R. v. Biernaskie 2014 ONCJ 235 – Charter breached by screening device test not carried out “forthwith” due to necessity to await arrival of device and subsequent evidence excluded.
In Bergen, the officer explained why he chose to wait the 15 minutes following the ASD demand, saying:
“… he may have consumed alcohol within the last matter of minutes, so I didn’t want to take a sample from him immediately because there’s a possibility that there is alcohol still in his mouth, and then we would get a false reading. So I wanted to ensure that there was no residual alcohol in his mouth, so we remained in the vehicle for 15 minutes and then I had him provide a sample.”
The MBQB ruled:
“To be clear, the officer had no specific reason to believe Mr. Bergen had consumed alcohol in the prior 15 minutes or that the ASD would yield a false reading. Further, the officer also chose not to ask Mr. Bergen about when he consumed his last drink because the officer reasoned people generally might lie about that and thus so might Mr. Bergen. In effect, the officer’s way of doing this roadside ASD demand was to make the demand and simply wait until 15 minutes passed before doing the test. Given the generalizations he reasoned to support his decision to delay, it may be reasonably inferred that this was his practice, but I need not determine that here.”

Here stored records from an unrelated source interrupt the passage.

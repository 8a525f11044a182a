//! SQLite migration registry and executor.
//!
//! # Responsibility
//! - Register schema migrations in strictly increasing order.
//! - Apply pending migrations atomically.
//!
//! # Invariants
//! - `version` values must remain monotonic.
//! - Applied migration version is mirrored to `PRAGMA user_version`.

use crate::db::{DbError, DbResult};
use log::info;
use rusqlite::Connection;

#[derive(Debug, Clone, Copy)]
struct Migration {
    version: u32,
    sql: &'static str,
}

const MIGRATIONS: &[Migration] = &[Migration {
    version: 1,
    sql: include_str!("0001_init.sql"),
}];

/// Returns the latest migration version known by this binary.
pub fn latest_version() -> u32 {
    MIGRATIONS.last().map_or(0, |migration| migration.version)
}

/// Reads the schema version stored in `PRAGMA user_version`.
pub fn current_user_version(conn: &Connection) -> DbResult<u32> {
    let version = conn.query_row("PRAGMA user_version;", [], |row| row.get::<_, u32>(0))?;
    Ok(version)
}

/// Applies all pending migrations on the provided connection.
///
/// # Errors
/// - [`DbError::UnsupportedSchemaVersion`] when the file was written by a newer binary.
pub fn apply_migrations(conn: &mut Connection) -> DbResult<()> {
    let current_version = current_user_version(conn)?;
    let latest = latest_version();

    if current_version > latest {
        return Err(DbError::UnsupportedSchemaVersion {
            db_version: current_version,
            latest_supported: latest,
        });
    }

    if current_version == latest {
        return Ok(());
    }

    let tx = conn.transaction()?;
    for migration in MIGRATIONS {
        if migration.version <= current_version {
            continue;
        }

        tx.execute_batch(migration.sql)?;
        tx.execute_batch(&format!("PRAGMA user_version = {};", migration.version))?;
    }
    tx.commit()?;

    info!(
        "event=db_migrate module=db status=ok from_version={} to_version={}",
        current_version, latest
    );
    Ok(())
}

“Why have courts emphasized that the ASD test must be given forthwith or immediately? First, because that is what s. 254(2) plainly sets out, and second, because there is an important constitutional element embedded in the roadside ASD demand. Notably, an officer may randomly stop a motorist, make a roadside ASD demand, detain the person and search their breath, all without believing that person has committed any criminal or other offence or allowing that person to contact a lawyer. This is the second critical concept – the constitutional aspect – that I referred to earlier.

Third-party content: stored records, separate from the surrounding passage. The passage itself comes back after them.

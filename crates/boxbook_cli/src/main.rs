//! Command-line entry point for the BoxBook inventory.
//!
//! # Responsibility
//! - Parse commands and map each one to a single `InventoryApi` call.
//! - Print the response envelope as JSON on stdout.
//!
//! # Invariants
//! - Exit code is 0 for 2xx, 1 for 4xx, 2 for 5xx and bootstrap failures.

use boxbook_api::{ApiConfig, ApiResponse, InventoryApi};
use boxbook_core::{BookPatch, InventoryService, NewBook, SqliteInventoryRepository};
use clap::{Args, Parser, Subcommand};
use log::{error, info};
use serde_json::json;
use std::process::ExitCode;

#[derive(Parser, Debug)]
#[command(name = "boxbook", version, about = "Box and book inventory")]
struct Cli {
    /// SQLite database path, or `:memory:` for a throwaway database.
    #[arg(long, global = true, env = "BOXBOOK_DB_PATH")]
    db: Option<String>,

    /// trace|debug|info|warn|error
    #[arg(long, global = true, env = "BOXBOOK_LOG_LEVEL")]
    log_level: Option<String>,

    /// Absolute directory for rolling log files. Logging is off when unset.
    #[arg(long, global = true, env = "BOXBOOK_LOG_DIR")]
    log_dir: Option<String>,

    #[command(subcommand)]
    command: Command,
}

#[derive(Subcommand, Debug)]
enum Command {
    /// Print a health check and the core version.
    Ping,

    /// Manage boxes.
    #[command(name = "box")]
    Boxes {
        #[command(subcommand)]
        command: BoxCommand,
    },

    /// Manage books.
    #[command(name = "book")]
    Books {
        #[command(subcommand)]
        command: BookCommand,
    },
}

#[derive(Subcommand, Debug)]
enum BoxCommand {
    Create { name: String },
    List,
    Get { id: String },
    Update { id: String, name: String },
    /// Delete an empty box.
    Delete { id: String },
}

#[derive(Subcommand, Debug)]
enum BookCommand {
    /// Create a book, optionally storing it in a box right away.
    Create {
        #[command(flatten)]
        fields: BookFields,
        #[arg(long = "box")]
        box_id: Option<String>,
    },
    List,
    Get { id: String },
    Update {
        id: String,
        #[arg(long)]
        title: Option<String>,
        #[arg(long)]
        description: Option<String>,
        #[arg(long)]
        author: Option<String>,
        #[arg(long)]
        price: Option<f64>,
        /// Fields as a JSON object, e.g. `{"price": 12.5}`.
        #[arg(long, conflicts_with_all = ["title", "description", "author", "price"])]
        json: Option<String>,
    },
    /// Delete a book that is not stored in any box.
    Delete { id: String },
    /// Store an existing book in a box.
    Add { box_id: String, book_id: String },
    /// Take a book out of its box.
    Remove { box_id: String, book_id: String },
    /// Print the id of the box storing a book.
    Locate { id: String },
}

#[derive(Args, Debug)]
struct BookFields {
    #[arg(long)]
    title: String,
    #[arg(long, default_value = "")]
    description: String,
    #[arg(long, default_value = "")]
    author: String,
    #[arg(long, default_value_t = 0.0)]
    price: f64,
}

impl From<BookFields> for NewBook {
    fn from(fields: BookFields) -> Self {
        NewBook {
            title: fields.title,
            description: fields.description,
            author: fields.author,
            price: fields.price,
        }
    }
}

/// Inventory command resolved after the database is available.
enum Target {
    Box(BoxCommand),
    Book(BookCommand),
}

fn main() -> ExitCode {
    let cli = Cli::parse();
    let config = ApiConfig::from_env().with_overrides(cli.db, cli.log_level, cli.log_dir);

    if let Err(err) = config.init_logging() {
        eprintln!("logging disabled: {err}");
    }

    let target = match cli.command {
        Command::Ping => {
            let pong = json!({
                "status": 200,
                "message": boxbook_core::ping(),
                "version": boxbook_core::core_version(),
            });
            return if print_json(&pong) {
                ExitCode::SUCCESS
            } else {
                ExitCode::from(2)
            };
        }
        Command::Boxes { command } => Target::Box(command),
        Command::Books { command } => Target::Book(command),
    };

    let conn = match config.open_connection() {
        Ok(conn) => conn,
        Err(err) => {
            error!("event=cli_start module=cli status=error error_code=db_open_failed error={err}");
            eprintln!("failed to open database: {err}");
            return ExitCode::from(2);
        }
    };
    let repo = match SqliteInventoryRepository::try_new(&conn) {
        Ok(repo) => repo,
        Err(err) => {
            error!(
                "event=cli_start module=cli status=error error_code=repo_init_failed error={err}"
            );
            eprintln!("failed to prepare inventory storage: {err}");
            return ExitCode::from(2);
        }
    };
    info!("event=cli_start module=cli status=ok");

    let api = InventoryApi::new(InventoryService::new(repo));
    let response = match target {
        Target::Box(command) => run_box(&api, command),
        Target::Book(command) => run_book(&api, command),
    };
    if !print_json(&response.to_json()) {
        return ExitCode::from(2);
    }
    exit_code_for(&response)
}

type SqliteApi<'conn> = InventoryApi<SqliteInventoryRepository<'conn>>;

fn run_box(api: &SqliteApi<'_>, command: BoxCommand) -> ApiResponse {
    match command {
        BoxCommand::Create { name } => api.create_box(&name),
        BoxCommand::List => api.list_boxes(),
        BoxCommand::Get { id } => api.get_box(&id),
        BoxCommand::Update { id, name } => api.update_box(&id, &name),
        BoxCommand::Delete { id } => api.delete_box(&id),
    }
}

fn run_book(api: &SqliteApi<'_>, command: BookCommand) -> ApiResponse {
    match command {
        BookCommand::Create {
            fields,
            box_id: Some(box_id),
        } => api.create_book_in_box(&box_id, fields.into()),
        BookCommand::Create {
            fields,
            box_id: None,
        } => api.create_book(fields.into()),
        BookCommand::List => api.list_books(),
        BookCommand::Get { id } => api.get_book(&id),
        BookCommand::Update {
            id, json: Some(raw), ..
        } => api.update_book_json(&id, &raw),
        BookCommand::Update {
            id,
            title,
            description,
            author,
            price,
            json: None,
        } => {
            let patch = BookPatch {
                title,
                description,
                author,
                price,
            };
            api.update_book(&id, &patch)
        }
        BookCommand::Delete { id } => api.delete_book(&id),
        BookCommand::Add { box_id, book_id } => api.add_book_to_box(&box_id, &book_id),
        BookCommand::Remove { box_id, book_id } => api.remove_book_from_box(&box_id, &book_id),
        BookCommand::Locate { id } => api.locate_book(&id),
    }
}

fn exit_code_for(response: &ApiResponse) -> ExitCode {
    match response.status {
        200..=299 => ExitCode::SUCCESS,
        400..=499 => ExitCode::from(1),
        _ => ExitCode::from(2),
    }
}

fn print_json(value: &serde_json::Value) -> bool {
    match serde_json::to_string_pretty(value) {
        Ok(text) => {
            println!("{text}");
            true
        }
        Err(err) => {
            eprintln!("failed to render response: {err}");
            false
        }
    }
}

The important and normal safeguard against unwarranted intrusion by government agents in a citizen’s life, of requiring the officer to have reasonable and probable grounds to believe an offence has been committed, has been done away with for an ASD demand. To detain someone for a roadside ASD test, the officer need only reasonably suspect the person has alcohol in his body. Officers are granted this extraordinary power to infringe on a citizen’s normal rights and security, specifically to combat the scourge of impaired driving. The trade-off is that the roadside ASD test must be done forthwith or immediately upon the officer having the suspicion, unless there is a good reason to delay the test such as a broken ASD or waiting for an ASD to be delivered to the officer, or if there is reason to believe the test will not be accurate because of alcohol in the mouth from recent consumption (i.e. within the prior 15 minutes).”

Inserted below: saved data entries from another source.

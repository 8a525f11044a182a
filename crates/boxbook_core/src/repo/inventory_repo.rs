//! Inventory storage contracts.
//!
//! # Responsibility
//! - Declare typed get/put/delete/list operations over the box and book
//!   collections.
//! - Declare the atomic unit used by every mutating inventory operation.
//!
//! # Invariants
//! - `put_*` is an upsert keyed by record id; `created_at` of an existing
//!   record is never overwritten.
//! - `delete_*` reports whether a record was removed.

use crate::db::DbError;
use crate::model::book::{BookId, BookRecord};
use crate::model::box_record::{BoxId, BoxRecord};
use crate::model::validation::RecordValidationError;
use std::error::Error;
use std::fmt::{Display, Formatter};

pub type RepoResult<T> = Result<T, RepoError>;

/// Storage adapter failure.
#[derive(Debug)]
pub enum RepoError {
    /// Record failed validation before write or after read.
    Validation(RecordValidationError),
    /// SQLite transport or bootstrap error.
    Db(DbError),
    /// Persisted data cannot be converted to a valid record.
    InvalidData(String),
    /// Connection schema is not at the expected migrated version.
    UninitializedConnection {
        expected_version: u32,
        actual_version: u32,
    },
    /// Required table is missing.
    MissingRequiredTable(&'static str),
    /// A writer panicked while holding the in-memory store lock.
    LockPoisoned,
}

impl Display for RepoError {
    fn fmt(&self, f: &mut Formatter<'_>) -> std::fmt::Result {
        match self {
            Self::Validation(err) => write!(f, "{err}"),
            Self::Db(err) => write!(f, "{err}"),
            Self::InvalidData(message) => write!(f, "invalid persisted inventory data: {message}"),
            Self::UninitializedConnection {
                expected_version,
                actual_version,
            } => write!(
                f,
                "inventory repository requires schema version {expected_version}, got {actual_version}"
            ),
            Self::MissingRequiredTable(table) => {
                write!(f, "inventory repository requires table `{table}`")
            }
            Self::LockPoisoned => write!(f, "in-memory inventory store lock is poisoned"),
        }
    }
}

impl Error for RepoError {
    fn source(&self) -> Option<&(dyn Error + 'static)> {
        match self {
            Self::Validation(err) => Some(err),
            Self::Db(err) => Some(err),
            Self::InvalidData(_)
            | Self::UninitializedConnection { .. }
            | Self::MissingRequiredTable(_)
            | Self::LockPoisoned => None,
        }
    }
}

impl From<RecordValidationError> for RepoError {
    fn from(value: RecordValidationError) -> Self {
        Self::Validation(value)
    }
}

impl From<DbError> for RepoError {
    fn from(value: DbError) -> Self {
        Self::Db(value)
    }
}

impl From<rusqlite::Error> for RepoError {
    fn from(value: rusqlite::Error) -> Self {
        Self::Db(DbError::Sqlite(value))
    }
}

/// Typed key-value access to the box and book collections.
pub trait InventoryStore {
    fn get_box(&self, id: BoxId) -> RepoResult<Option<BoxRecord>>;
    fn put_box(&self, record: &BoxRecord) -> RepoResult<()>;
    fn delete_box(&self, id: BoxId) -> RepoResult<bool>;
    /// Lists every box ordered by `created_at ASC, id ASC`.
    fn list_boxes(&self) -> RepoResult<Vec<BoxRecord>>;

    fn get_book(&self, id: BookId) -> RepoResult<Option<BookRecord>>;
    fn put_book(&self, record: &BookRecord) -> RepoResult<()>;
    fn delete_book(&self, id: BookId) -> RepoResult<bool>;
    /// Lists every book ordered by `created_at ASC, id ASC`.
    fn list_books(&self) -> RepoResult<Vec<BookRecord>>;
}

/// Storage adapter with an atomic unit of work.
pub trait InventoryRepository: InventoryStore {
    /// Runs `f` so that no other unit observes or mutates the store between
    /// its reads and writes.
    ///
    /// # Contract
    /// - `Ok` commits every write made through the provided store.
    /// - `Err` discards every write made through the provided store.
    fn atomically<T, E, F>(&self, f: F) -> Result<T, E>
    where
        F: FnOnce(&dyn InventoryStore) -> Result<T, E>,
        E: From<RepoError>;
}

In Biernaskie, the ONCJ ruled that the demand itself was made “forthwith.” However, with regards to the test being administered forthwith, the ONCJ said:
“The second part of the “forthwith” requirement concerns delay in the actual testing. It is a statutory requirement that the test be administered forthwith. In order to justify the suspension of the accused’s right to consult counsel, it is a constitutional requirement that the officer be in a position to administer the test in circumstances where there is no realistic opportunity to contact counsel. The forthwith requirement in section 254(2) applies to the entire time prior to the administration of the test. The ASD test that was administered here was delayed for about 18 minutes after the initial detention. About 15 minutes of that delay arises solely from the fact that an ASD had to be brought from the station.”
“In the case before me, I know that the accused had a cell phone with him. I know that when he was eventually advised of the right to speak to a lawyer, he did. We also know from the in-car video that while waiting for the ASD to arrive he was allowed to stand outside his vehicle, on his own, for a significant period of time. We can see on the video that he spent part of this time eating his take-out meal. There is no doubt that he could have called a lawyer for advice during the delay occasioned by having to have the ASD sent out from the station. This roadside screening test was not done “forthwith” and the suspension of the accused’s Charter rights was not justified.
It follows from my analysis that the ASD demand in this case falls outside of the authority granted by s. 254(2). The detention of the accused and the testing done pursuant to the invalid demand were not authorized by law and so it follows that the accused was subject to an arbitrary detention and an unreasonable search and seizure, contrary to ss. 9 and 8 of the Charter. The accused should have been given his rights to counsel during the delay identified here and so his s. 10(b) rights were also violated.”